Don Jo

don jo Il a le sourire magazine, des yeux de faon pour toutes les biches, une démarche sur la pointe, une allure qui danse dans les allées, le buste droit et les mains coincées dans les poches pour faire jeune. Oui mais voilà, Don Jo n’est plus jeune, un visage aux ridules masquées à la crème Nivéa, un front aux sillons des années étalées qu’une frange grisonnante peine à cacher et dans sa voix, la rocaille du temps et le verbe désuet. Mais toujours, il rôde, le Don Jo, confiant dans ses pouvoirs enjôleurs, il arpente casinos et boîtes à la mode, un pull léger en coton bleu sur les épaules, un jean brut bien coupé et une chemise au coloris de son plus bel été.
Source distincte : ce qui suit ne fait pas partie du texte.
#[cfg(test)]
mod tests {
    use super::*;
    use crate::catalog::builtin_catalog;
    use crate::model::Difficulty;

    fn doc(
        id: &str,
        title: &str,
        content: &str,
        tags: &[&str],
        difficulty: Difficulty,
    ) -> DocumentRecord {
        DocumentRecord {
            id: id.to_string(),
            title: title.to_string(),
            url: format!("{id}.html"),
            category: "Developer Guide".to_string(),
            content: content.to_string(),
            tags: tags.iter().map(|t| t.to_string()).collect(),
            audience: vec!["developers".to_string()],
            difficulty,
        }
    }

    fn engine(catalog: Vec<DocumentRecord>) -> SearchEngine {
        SearchEngine::new(catalog, EngineConfig::default()).unwrap()
    }

    fn builtin_engine() -> SearchEngine {
        engine(builtin_catalog().unwrap())
    }

    fn ids(results: &[SearchResult]) -> Vec<&str> {
        results.iter().map(|r| r.document.id.as_str()).collect()
    }

    #[test]
    fn test_single_exact_match_scores_exact_weight() {
        let engine = engine(vec![doc(
            "api",
            "API Reference",
            "API reference documentation interfaces",
            &[],
            Difficulty::Intermediate,
        )]);
        let results = engine.search("api", &SearchOptions::default());

        assert_eq!(results.len(), 1);
        assert_eq!(results[0].document.id, "api");
        assert_eq!(results[0].score, 10);
        assert_eq!(results[0].matched_terms, vec!["api".to_string()]);
        assert!(results[0].snippet.is_some());
    }

    #[test]
    fn test_difficulty_breaks_ties() {
        let engine = engine(vec![
            doc("hard", "Advanced Guide", "deep dive", &["advanced"], Difficulty::Advanced),
            doc("easy", "Beginner Guide", "first steps", &["beginner"], Difficulty::Beginner),
        ]);
        let results = engine.search("guide", &SearchOptions::default());

        assert_eq!(ids(&results), vec!["easy", "hard"]);
        assert_eq!(results[0].score, results[1].score);
    }

    #[test]
    fn test_more_matched_terms_break_score_ties() {
        // single: quantum exact (10) + "quantumness"/"quantumnesses" partial (5 + 5) = 20
        // double: quantum exact (10) + storage exact (10) = 20
        let engine = engine(vec![
            doc("single", "Quantum", "quantumness quantumnesses", &[], Difficulty::Beginner),
            doc("double", "Quantum", "storage", &[], Difficulty::Expert),
        ]);
        let results = engine.search("quantum storage", &SearchOptions::default());

        assert_eq!(ids(&results), vec!["double", "single"]);
        assert_eq!(results[0].score, 20);
        assert_eq!(results[1].score, 20);
        assert_eq!(results[0].matched_terms.len(), 2);
        assert_eq!(results[1].matched_terms.len(), 1);
    }

    #[test]
    fn test_empty_and_blank_queries_return_nothing() {
        let engine = builtin_engine();
        let options = SearchOptions::default();
        assert!(engine.search("", &options).is_empty());
        assert!(engine.search("   ", &options).is_empty());
        assert!(engine.search("a b c", &options).is_empty());
    }

    #[test]
    fn test_max_results_zero_returns_nothing() {
        let engine = builtin_engine();
        let options = SearchOptions {
            max_results: Some(0),
            ..SearchOptions::default()
        };
        assert!(engine.search("quantum consensus", &options).is_empty());
    }

    #[test]
    fn test_truncation_is_monotonic() {
        let engine = builtin_engine();
        let unlimited = engine.search(
            "the guide api quantum",
            &SearchOptions {
                max_results: Some(100),
                ..SearchOptions::default()
            },
        );
        assert!(unlimited.len() > 2);

        for k in 0..=unlimited.len() + 1 {
            let options = SearchOptions {
                max_results: Some(k),
                ..SearchOptions::default()
            };
            let results = engine.search("the guide api quantum", &options);
            assert!(results.len() <= k);
            assert_eq!(ids(&results), ids(&unlimited[..k.min(unlimited.len())]));
        }
    }

    #[test]
    fn test_default_max_results_comes_from_config() {
        let config = EngineConfig {
            default_max_results: 2,
            ..EngineConfig::default()
        };
        let engine = SearchEngine::new(builtin_catalog().unwrap(), config).unwrap();
        assert_eq!(engine.search("the", &SearchOptions::default()).len(), 2);
    }

    #[test]
    fn test_unknown_audience_returns_nothing() {
        let engine = builtin_engine();
        assert!(!engine.search("quantum", &SearchOptions::default()).is_empty());

        let options = SearchOptions {
            audience: Some("nonexistent_audience".to_string()),
            ..SearchOptions::default()
        };
        assert!(engine.search("quantum", &options).is_empty());
    }

    #[test]
    fn test_filters_hold_for_every_result() {
        let engine = builtin_engine();
        let by_audience = engine.search(
            "the quantum guide api",
            &SearchOptions {
                audience: Some("developers".to_string()),
                ..SearchOptions::default()
            },
        );
        assert!(!by_audience.is_empty());
        assert!(by_audience
            .iter()
            .all(|r| r.document.audience.iter().any(|a| a == "developers")));

        let by_category = engine.search(
            "the quantum guide api",
            &SearchOptions {
                category: Some("Whitepaper".to_string()),
                ..SearchOptions::default()
            },
        );
        assert!(!by_category.is_empty());
        assert!(by_category.iter().all(|r| r.document.category == "Whitepaper"));
    }

    #[test]
    fn test_exact_match_outranks_partial_only() {
        let engine = engine(vec![
            doc("partial", "Consensuses", "overview", &[], Difficulty::Beginner),
            doc("exact", "Consensus", "overview", &[], Difficulty::Expert),
        ]);
        let results = engine.search("consensus", &SearchOptions::default());
        assert_eq!(ids(&results), vec!["exact", "partial"]);
        assert!(results[0].score >= results[1].score);
    }

    #[test]
    fn test_partial_never_double_counts_the_exact_token() {
        let engine = engine(vec![doc("d", "Storage", "storage", &["storage"], Difficulty::Beginner)]);
        let results = engine.search("storage", &SearchOptions::default());
        assert_eq!(results[0].score, EXACT_MATCH_WEIGHT);
    }

    #[test]
    fn test_query_token_containing_index_token_earns_partial_credit() {
        let engine = engine(vec![doc("d", "Auth", "tokens", &[], Difficulty::Beginner)]);
        let results = engine.search("authentication", &SearchOptions::default());
        assert_eq!(results.len(), 1);
        assert_eq!(results[0].score, PARTIAL_MATCH_WEIGHT);
        assert_eq!(results[0].matched_terms, vec!["authentication".to_string()]);
    }

    #[test]
    fn test_prefix_mode_rejects_infix_matches() {
        let catalog = vec![doc("d", "Rapid prototyping", "notes", &[], Difficulty::Beginner)];

        let substring = engine(catalog.clone());
        assert_eq!(substring.search("api", &SearchOptions::default()).len(), 1);

        let prefix = SearchEngine::new(
            catalog,
            EngineConfig {
                partial_match: PartialMatch::Prefix,
                ..EngineConfig::default()
            },
        )
        .unwrap();
        assert!(prefix.search("api", &SearchOptions::default()).is_empty());
        assert_eq!(prefix.search("proto", &SearchOptions::default()).len(), 1);
    }

    #[test]
    fn test_weights_are_injected() {
        let config = EngineConfig {
            weights: ScoringWeights {
                exact: 3,
                partial: 1,
            },
            ..EngineConfig::default()
        };
        let engine = SearchEngine::new(
            vec![doc("d", "Guide", "guides", &[], Difficulty::Beginner)],
            config,
        )
        .unwrap();
        let results = engine.search("guide", &SearchOptions::default());
        assert_eq!(results[0].score, 4);
    }

    #[test]
    fn test_huge_weights_saturate_instead_of_overflowing() {
        let config = EngineConfig {
            weights: ScoringWeights {
                exact: u32::MAX,
                partial: 5,
            },
            ..EngineConfig::default()
        };
        let engine = SearchEngine::new(
            vec![doc("d", "Guide", "guides", &[], Difficulty::Beginner)],
            config,
        )
        .unwrap();
        let results = engine.search("guide", &SearchOptions::default());
        assert_eq!(results[0].score, u32::MAX);
    }

    #[test]
    fn test_snippets_can_be_skipped() {
        let engine = builtin_engine();
        let options = SearchOptions {
            include_snippets: false,
            ..SearchOptions::default()
        };
        let results = engine.search("quantum", &options);
        assert!(!results.is_empty());
        assert!(results.iter().all(|r| r.snippet.is_none()));
    }

    #[test]
    fn test_quantum_consensus_snippet() {
        let engine = builtin_engine();
        let results = engine.search("quantum consensus", &SearchOptions::default());
        assert_eq!(results[0].document.id, "quantum-consensus");

        let snippet = results[0].snippet.as_deref().unwrap();
        assert!(snippet.contains("<mark>quantum</mark>"), "{snippet}");
        assert!(snippet.contains("<mark>consensus</mark>"), "{snippet}");
        assert!(snippet.ends_with("..."));
    }

    #[test]
    fn test_search_is_deterministic() {
        let engine = builtin_engine();
        let options = SearchOptions::default();
        let first = engine.search("the quantum api guide", &options);
        for _ in 0..5 {
            assert_eq!(engine.search("the quantum api guide", &options), first);
        }
    }

    #[test]
    fn test_query_case_and_repetition_do_not_matter() {
        let engine = builtin_engine();
        let options = SearchOptions::default();
        assert_eq!(
            engine.search("QUANTUM", &options),
            engine.search("quantum quantum", &options)
        );
    }

    #[test]
    fn test_document_lookup_is_case_insensitive() {
        let engine = builtin_engine();
        assert_eq!(engine.document("API-Reference").unwrap().id, "api-reference");
        assert!(matches!(engine.document("missing"), Err(AppError::NotFound(_))));
    }

    #[test]
    fn test_documents_in_category_sorted_by_difficulty() {
        let engine = builtin_engine();
        let docs = engine.documents_in_category("whitepaper");
        assert_eq!(docs.len(), 4);
        assert!(docs.windows(2).all(|w| w[0].difficulty <= w[1].difficulty));
        assert!(engine.documents_in_category("Nope").is_empty());
    }

    #[test]
    fn test_fingerprint_tracks_catalog_contents() {
        let a = builtin_engine();
        let b = builtin_engine();
        assert_eq!(a.catalog_fingerprint(), b.catalog_fingerprint());
        assert_eq!(a.catalog_fingerprint().len(), 64);

        let mut catalog = builtin_catalog().unwrap();
        catalog[0].content.push_str(" revised");
        let c = engine(catalog);
        assert_ne!(a.catalog_fingerprint(), c.catalog_fingerprint());
    }

    #[test]
    fn test_engine_is_shareable_across_threads() {
        fn assert_send_sync<T: Send + Sync>() {}
        assert_send_sync::<SearchEngine>();
    }
}
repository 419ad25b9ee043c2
//! `BinData/*.OLE` embedded objects: a small storage prefix followed by a compound file.

use olemask_cfb::MAGIC;

/// Offset of the first compound-file signature in a decoded `BinData` object. The storage
/// prefix in front of it varies in length (an `Ole10Native` header carries file names).
pub fn find_embedded_cfb(bytes: &[u8]) -> Option<usize> {
    bytes.windows(MAGIC.len()).position(|w| w == MAGIC)
}

/// Whether a `BinData` stream name refers to an embedded OLE object.
pub fn is_ole_bindata(path: &str) -> bool {
    let Some((dir, name)) = path.rsplit_once('/') else {
        return false;
    };
    dir.eq_ignore_ascii_case("BinData")
        && name
            .rsplit_once('.')
            .is_some_and(|(_, ext)| ext.eq_ignore_ascii_case("ole"))
}

/// Whether a stream path is a body section (`BodyText/Section<N>`).
pub fn is_body_section(path: &str) -> bool {
    path.split_once('/').is_some_and(|(dir, name)| {
        dir.eq_ignore_ascii_case("BodyText")
            && name.len() > 7
            && name.get(..7).is_some_and(|p| p.eq_ignore_ascii_case("Section"))
            && name[7..].bytes().all(|b| b.is_ascii_digit())
    })
}
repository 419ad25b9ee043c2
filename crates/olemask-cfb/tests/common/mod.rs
#![allow(dead_code)]

pub mod synthetic;
use proptest::prelude::*;

use olemask_core::{LiteralOracle, MaskContext, RedactionConfig, RedactionReport};

use crate::{decode_para_text, inflate_with_limit, parse_records, redact_section_stream};

const MAX_LEN: usize = 8 * 1024;

proptest! {
    #![proptest_config(ProptestConfig {
        cases: 256,
        // Deterministic in CI so failures are reproducible.
        rng_seed: proptest::test_runner::RngSeed::Fixed(0),
        failure_persistence: None,
        .. ProptestConfig::default()
    })]

    #[test]
    fn record_and_text_decoding_is_panic_free(
        buf in proptest::collection::vec(any::<u8>(), 0..=MAX_LEN),
    ) {
        let result = std::panic::catch_unwind(|| {
            for record in parse_records(&buf) {
                assert!(record.data_end <= buf.len());
                let decoded = decode_para_text(record.payload(&buf), record.data_start);
                assert_eq!(decoded.slots.len(), decoded.text.chars().count());
                for slot in &decoded.slots {
                    assert!(slot.end() <= record.data_end);
                }
            }
        });
        prop_assert!(result.is_ok(), "HWP record decoding panicked");
    }

    #[test]
    fn section_redaction_is_length_preserving(
        buf in proptest::collection::vec(any::<u8>(), 0..=MAX_LEN),
        compressed in any::<bool>(),
    ) {
        let result = std::panic::catch_unwind(|| {
            let oracle = LiteralOracle::new(["A"]);
            let config = RedactionConfig::default();
            let ctx = MaskContext::new(&oracle, &config);
            let mut report = RedactionReport::default();
            let _ = inflate_with_limit(&buf, 64 * 1024);
            redact_section_stream(&ctx, &buf, compressed, "Section0", &mut report)
        });
        prop_assert!(result.is_ok(), "section redaction panicked");
        if let Ok(Ok(Some(section))) = result {
            prop_assert_eq!(section.bytes.len(), buf.len());
        }
    }
}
A l’affût de la jeunesse opaline et immunisé de toute timidité, il débarque sur tout un parterre de filles aux jambes longilignes. Il dévisage, ondule de la tête, la bouche en moue, il frise des sourcils quand il touche des pieds à la tête une proie concupiscente. Alors il entre en parade, klaxonne des talons, courbettes et servitudes, le suranné en séduction comme approche virile, puis il invite et distille deux trois cocktails à la lourde charge apathique pour assoupir sa prise. Un temps suffit à faire clinquer sa vie, aventures rocambolesques et châteaux en Espagne. Et puis le bout de la soirée, le pull qui tombe pour réchauffer d’autres épaules et il s’assure de conclure facile lorsqu’en galant averti, il prie la juvénile de plier ses jambes pour s’asseoir dans son coupé sport.